-- Exercise data --
#####
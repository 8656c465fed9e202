//! Terminal host: stdin/stdout rendering of a quiz session for local testing.

use tokio::io::{AsyncBufReadExt, BufReader, Lines, Stdin};

use crate::error::Error;
use crate::quiz::{ContactRecord, ContactSubmission, QuestionKind, QuizSnapshot, Stage};
use crate::session::QuizSession;

const BAR_WIDTH: usize = 20;

/// Fields asked for when the config does not list any.
const FALLBACK_CONTACT_FIELDS: &[&str] = &["name", "email"];

/// A line of user input, parsed.
#[derive(Debug, Clone, PartialEq, Eq)]
pub enum Command {
    /// 1-based position in the visible answer list.
    Pick(usize),
    Done,
    Restart,
    Quit,
    Unknown(String),
}

pub fn parse_command(line: &str) -> Command {
    let line = line.trim();
    match line.to_ascii_lowercase().as_str() {
        "done" | "d" => Command::Done,
        "restart" | "r" => Command::Restart,
        "quit" | "q" | "exit" => Command::Quit,
        other => match other.parse::<usize>() {
            Ok(n) if n > 0 => Command::Pick(n),
            _ => Command::Unknown(line.to_string()),
        },
    }
}

/// Render a snapshot as plain text.
pub fn render(snapshot: &QuizSnapshot) -> String {
    let mut lines = Vec::new();
    if !snapshot.title.is_empty() {
        lines.push(snapshot.title.clone());
    }
    if let Some(subtitle) = &snapshot.subtitle {
        lines.push(subtitle.clone());
    }
    lines.push(progress_bar(snapshot.percent));

    match snapshot.stage {
        Stage::Question => {
            if let Some(question) = &snapshot.question {
                lines.push(format!("\n{}", question.text));
                if let Some(tooltip) = &question.tooltip {
                    lines.push(format!("  ({tooltip})"));
                }
                let multi = question.kind == QuestionKind::Multi;
                for (pos, answer) in question.answers.iter().enumerate() {
                    let mark = match (multi, answer.selected) {
                        (false, _) => "",
                        (true, true) => "[x] ",
                        (true, false) => "[ ] ",
                    };
                    lines.push(format!("  {}. {mark}{}", pos + 1, answer.label));
                }
                if multi {
                    lines.push("Pick options by number, then type 'done'.".to_string());
                }
            }
        }
        Stage::Contact => {
            lines.push("\nAlmost there. Leave your details to see your result.".to_string());
        }
        Stage::Result => {
            if let Some(outcome) = &snapshot.outcome {
                lines.push(format!("\nYour result: {}", outcome.label));
                if let Some(text) = &outcome.text {
                    lines.push(text.clone());
                }
                lines.push(format!("-> {}: {}", outcome.cta.label, outcome.cta.url));
                if let Some(cta) = &outcome.secondary_cta {
                    lines.push(format!("-> {}: {}", cta.label, cta.url));
                }
            }
            lines.push("Type 'restart' to take the quiz again.".to_string());
        }
    }

    if let Some(notice) = &snapshot.notice {
        lines.push(format!("! {notice}"));
    }

    let mut out = lines.join("\n");
    out.push('\n');
    out
}

fn progress_bar(percent: u8) -> String {
    let filled = usize::from(percent.min(100)) * BAR_WIDTH / 100;
    format!(
        "[{}{}] {percent}%",
        "#".repeat(filled),
        "-".repeat(BAR_WIDTH - filled)
    )
}

/// Drive a session from stdin until EOF or `quit`.
pub async fn run(session: &mut QuizSession) -> anyhow::Result<()> {
    let mut lines = BufReader::new(tokio::io::stdin()).lines();

    loop {
        let snapshot = session.snapshot();
        println!("\n{}", render(&snapshot));

        if snapshot.stage == Stage::Contact {
            let Some(submission) = read_contact(&mut lines, &snapshot.contact_fields).await? else {
                break;
            };
            session.submit_contact(submission).await?;
            continue;
        }

        eprint!("> ");
        let Some(line) = lines.next_line().await? else {
            break;
        };
        if line.trim().is_empty() {
            continue;
        }

        match parse_command(&line) {
            Command::Quit => break,
            Command::Restart => session.restart(),
            Command::Done => report(session.confirm().map(|_| ())),
            Command::Pick(n) => {
                let Some(question) = snapshot.question else {
                    eprintln!("Nothing to pick here.");
                    continue;
                };
                let Some(answer) = question.answers.get(n - 1) else {
                    eprintln!("No option {n}.");
                    continue;
                };
                match question.kind {
                    QuestionKind::Single => report(session.answer(&answer.id).map(|_| ())),
                    QuestionKind::Multi => report(session.toggle(&answer.id).map(|_| ())),
                }
            }
            Command::Unknown(input) => {
                eprintln!("Unrecognised input '{input}'. Use a number, 'done', 'restart' or 'quit'.");
            }
        }
    }
    Ok(())
}

/// Prompt for each contact field. `None` on EOF.
async fn read_contact(
    lines: &mut Lines<BufReader<Stdin>>,
    fields: &[String],
) -> anyhow::Result<Option<ContactSubmission>> {
    let names: Vec<&str> = if fields.is_empty() {
        FALLBACK_CONTACT_FIELDS.to_vec()
    } else {
        fields.iter().map(String::as_str).collect()
    };

    let mut record = ContactRecord::new();
    for name in names {
        eprint!("{name}: ");
        let Some(value) = lines.next_line().await? else {
            return Ok(None);
        };
        record.insert(name.to_string(), value.trim().to_string());
    }
    Ok(Some(ContactSubmission {
        fields: record,
        honeypot: None,
    }))
}

fn report(result: crate::error::Result<()>) {
    match result {
        Ok(()) => {}
        // The notice is already part of the next render.
        Err(Error::Validation(_)) => {}
        Err(e) => eprintln!("{e}"),
    }
}

#[cfg(test)]
mod tests {
    use std::collections::BTreeMap;

    use super::*;
    use crate::quiz::{AnswerView, Cta, Outcome, QuestionView};

    fn snapshot(stage: Stage) -> QuizSnapshot {
        QuizSnapshot {
            quiz_id: "fit".into(),
            title: "Find your fit".into(),
            subtitle: None,
            stage,
            percent: 50,
            question: None,
            outcome: None,
            contact_fields: Vec::new(),
            notice: None,
            answered_count: 1,
            flags: BTreeMap::new(),
            scores: BTreeMap::new(),
            trail: Vec::new(),
        }
    }

    fn answer(id: &str, label: &str, selected: bool) -> AnswerView {
        AnswerView {
            id: id.into(),
            label: label.into(),
            tooltip: None,
            photo_url: None,
            selected,
        }
    }

    #[test]
    fn parses_commands() {
        assert_eq!(parse_command(" 2 "), Command::Pick(2));
        assert_eq!(parse_command("DONE"), Command::Done);
        assert_eq!(parse_command("restart"), Command::Restart);
        assert_eq!(parse_command("q"), Command::Quit);
        assert_eq!(parse_command("0"), Command::Unknown("0".into()));
        assert_eq!(parse_command("maybe"), Command::Unknown("maybe".into()));
    }

    #[test]
    fn progress_bar_scales_to_width() {
        assert_eq!(progress_bar(0), format!("[{}] 0%", "-".repeat(20)));
        assert_eq!(progress_bar(50), format!("[{}{}] 50%", "#".repeat(10), "-".repeat(10)));
        assert_eq!(progress_bar(100), format!("[{}] 100%", "#".repeat(20)));
    }

    #[test]
    fn renders_multi_question_with_marks_and_notice() {
        let mut s = snapshot(Stage::Question);
        s.notice = Some("Please select at least 2 options.".into());
        s.question = Some(QuestionView {
            id: "q1".into(),
            index: 0,
            text: "Pick your colours".into(),
            tooltip: None,
            photo_url: None,
            kind: QuestionKind::Multi,
            min: 2,
            max: None,
            answers: vec![answer("a", "Red", true), answer("b", "Blue", false)],
        });

        let text = render(&s);
        assert!(text.starts_with("Find your fit\n"));
        assert!(text.contains("Pick your colours"));
        assert!(text.contains("  1. [x] Red"));
        assert!(text.contains("  2. [ ] Blue"));
        assert!(text.contains("! Please select at least 2 options."));
    }

    #[test]
    fn renders_contact_stage_line_by_line() {
        let text = render(&snapshot(Stage::Contact));
        let bar = progress_bar(50);
        assert_eq!(
            text,
            format!("Find your fit\n{bar}\n\nAlmost there. Leave your details to see your result.\n")
        );
    }

    #[test]
    fn renders_result_with_both_ctas() {
        let mut s = snapshot(Stage::Result);
        s.outcome = Some(Outcome {
            id: "x".into(),
            label: "Explorer".into(),
            text: Some("You like new places.".into()),
            photo_url: None,
            cta: Cta {
                url: "https://shop.example/x".into(),
                label: "Shop".into(),
            },
            secondary_cta: Some(Cta {
                url: "https://shop.example/all".into(),
                label: "See all".into(),
            }),
            forced: false,
        });

        let text = render(&s);
        assert!(text.contains("Your result: Explorer"));
        assert!(text.contains("You like new places."));
        assert!(text.contains("-> Shop: https://shop.example/x"));
        assert!(text.contains("-> See all: https://shop.example/all"));
    }
}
#####
-- Task --
Only a number should be given in reply: how many lines in the entries above hold "tokio".

-- Solution to the exercise --
2